4-Lump kinetic model of the co-pyrolysis of LDPE and a heavy petroleum fraction

Pyrolysis of post-consumer plastics is a promising strategy to recover valuable hydrocarbons from waste streams. In this study, the lumping approach is adopted to model the kinetics of a continuous co-pyrolysis process for low-density polyethylene (LDPE) and a heavy petroleum residue fraction (HPR). All evolving species are merged in four lumps based on their boiling range: residue (R, >410 °C), spindle oil (SO, 350–410 °C), light liquids (LL, IBP – 350 °C) and gas (G, noncondensable at 0 °C). The experimental results of a tubular laboratory cracker with a mixture of LDPE and HPR at different reactor lengths between 19.4 and 33 m provide data to estimate kinetic parameters for all six considered reactions and the overall reaction enthalpy.
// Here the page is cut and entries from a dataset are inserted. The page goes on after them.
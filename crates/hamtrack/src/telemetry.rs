//! Logging setup.
//!
//! Always installs a fmt layer filtered by `telemetry.log_level`. Built with
//! the `otel` feature and given an OTLP endpoint, traces and logs are also
//! exported over gRPC.

use anyhow::{Context, Result};
use hamconf::TelemetryConfig;
use tracing_subscriber::{layer::SubscriberExt, util::SubscriberInitExt, EnvFilter};

fn env_filter(level: &str) -> EnvFilter {
    EnvFilter::try_new(level).unwrap_or_else(|_| EnvFilter::new("info"))
}

pub fn init(config: &TelemetryConfig) -> Result<()> {
    #[cfg(feature = "otel")]
    if let Some(endpoint) = &config.otlp_endpoint {
        return otlp::init(&config.log_level, endpoint);
    }

    tracing_subscriber::registry()
        .with(env_filter(&config.log_level))
        .with(tracing_subscriber::fmt::layer())
        .try_init()
        .context("Failed to install tracing subscriber")?;

    #[cfg(not(feature = "otel"))]
    if let Some(endpoint) = &config.otlp_endpoint {
        tracing::warn!(
            "OTLP endpoint {} ignored: built without the otel feature",
            endpoint
        );
    }
    Ok(())
}

/// Flush exporters, if any were installed.
pub fn shutdown() {
    #[cfg(feature = "otel")]
    otlp::shutdown();
}

#[cfg(feature = "otel")]
mod otlp {
    use std::sync::OnceLock;
    use std::time::Duration;

    use anyhow::{Context, Result};
    use opentelemetry::trace::TracerProvider as _;
    use opentelemetry::{global, KeyValue};
    use opentelemetry_otlp::WithExportConfig;
    use opentelemetry_sdk::logs::SdkLoggerProvider;
    use opentelemetry_sdk::trace::{Sampler, SdkTracerProvider};
    use opentelemetry_sdk::Resource;
    use tracing_subscriber::{layer::SubscriberExt, util::SubscriberInitExt};

    const EXPORT_TIMEOUT: Duration = Duration::from_secs(5);

    static PROVIDERS: OnceLock<(SdkTracerProvider, SdkLoggerProvider)> = OnceLock::new();

    pub(super) fn init(log_level: &str, otlp_endpoint: &str) -> Result<()> {
        let resource = Resource::builder_empty()
            .with_service_name("hamtrack")
            .with_attributes(vec![KeyValue::new(
                "service.version",
                env!("CARGO_PKG_VERSION"),
            )])
            .build();

        let endpoint = if otlp_endpoint.contains("://") {
            otlp_endpoint.to_string()
        } else {
            format!("http://{}", otlp_endpoint)
        };

        let trace_exporter = opentelemetry_otlp::SpanExporter::builder()
            .with_tonic()
            .with_endpoint(endpoint.clone())
            .with_timeout(EXPORT_TIMEOUT)
            .build()
            .context("Failed to create OTLP span exporter")?;

        let tracer_provider = SdkTracerProvider::builder()
            .with_batch_exporter(trace_exporter)
            .with_sampler(Sampler::AlwaysOn)
            .with_resource(resource.clone())
            .build();
        let tracer = tracer_provider.tracer("hamtrack");
        global::set_tracer_provider(tracer_provider.clone());

        let log_exporter = opentelemetry_otlp::LogExporter::builder()
            .with_tonic()
            .with_endpoint(endpoint)
            .with_timeout(EXPORT_TIMEOUT)
            .build()
            .context("Failed to create OTLP log exporter")?;

        let logger_provider = SdkLoggerProvider::builder()
            .with_batch_exporter(log_exporter)
            .with_resource(resource)
            .build();

        let log_appender =
            opentelemetry_appender_tracing::layer::OpenTelemetryTracingBridge::new(&logger_provider);

        tracing_subscriber::registry()
            .with(super::env_filter(log_level))
            .with(tracing_subscriber::fmt::layer())
            .with(tracing_opentelemetry::layer().with_tracer(tracer))
            .with(log_appender)
            .try_init()
            .context("Failed to install tracing subscriber")?;

        let _ = PROVIDERS.set((tracer_provider, logger_provider));
        tracing::info!("Exporting traces and logs to {}", otlp_endpoint);
        Ok(())
    }

    pub(super) fn shutdown() {
        if let Some((tracer, logger)) = PROVIDERS.get() {
            if let Err(e) = tracer.shutdown() {
                eprintln!("trace exporter shutdown failed: {e}");
            }
            if let Err(e) = logger.shutdown() {
                eprintln!("log exporter shutdown failed: {e}");
            }
        }
    }
}

#[cfg(test)]
mod tests {
    use super::*;
    use tracing_subscriber::filter::LevelFilter;

    #[test]
    fn bad_filter_falls_back_to_info() {
        let filter = env_filter("hamtrack=notalevel[");
        assert_eq!(filter.max_level_hint(), Some(LevelFilter::INFO));
    }

    #[test]
    fn directives_pass_through() {
        let filter = env_filter("warn,hamtrack=debug");
        assert_eq!(filter.max_level_hint(), Some(LevelFilter::DEBUG));
    }
}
Based on the rate equations for irreversible, monomolecular, first-order reactions and the mass and heat balance of an incrementally modeled tubular reactor, a MATLAB algorithm solves the optimization problem including a bottom-up approach to find suitable initial values. The calculated frequency factors vary over a wide range from 102 to 108 s−1 and the obtained activation energies are between 147 and 313 kJ mol−1. The determined value for the overall reaction enthalpy is 4669 kJ mol−1. The results of the modeled system are in good agreement with experimental yields and can be implemented into a process model of the LDPE-HPR co-pyrolysis for simulation and optimization purposes.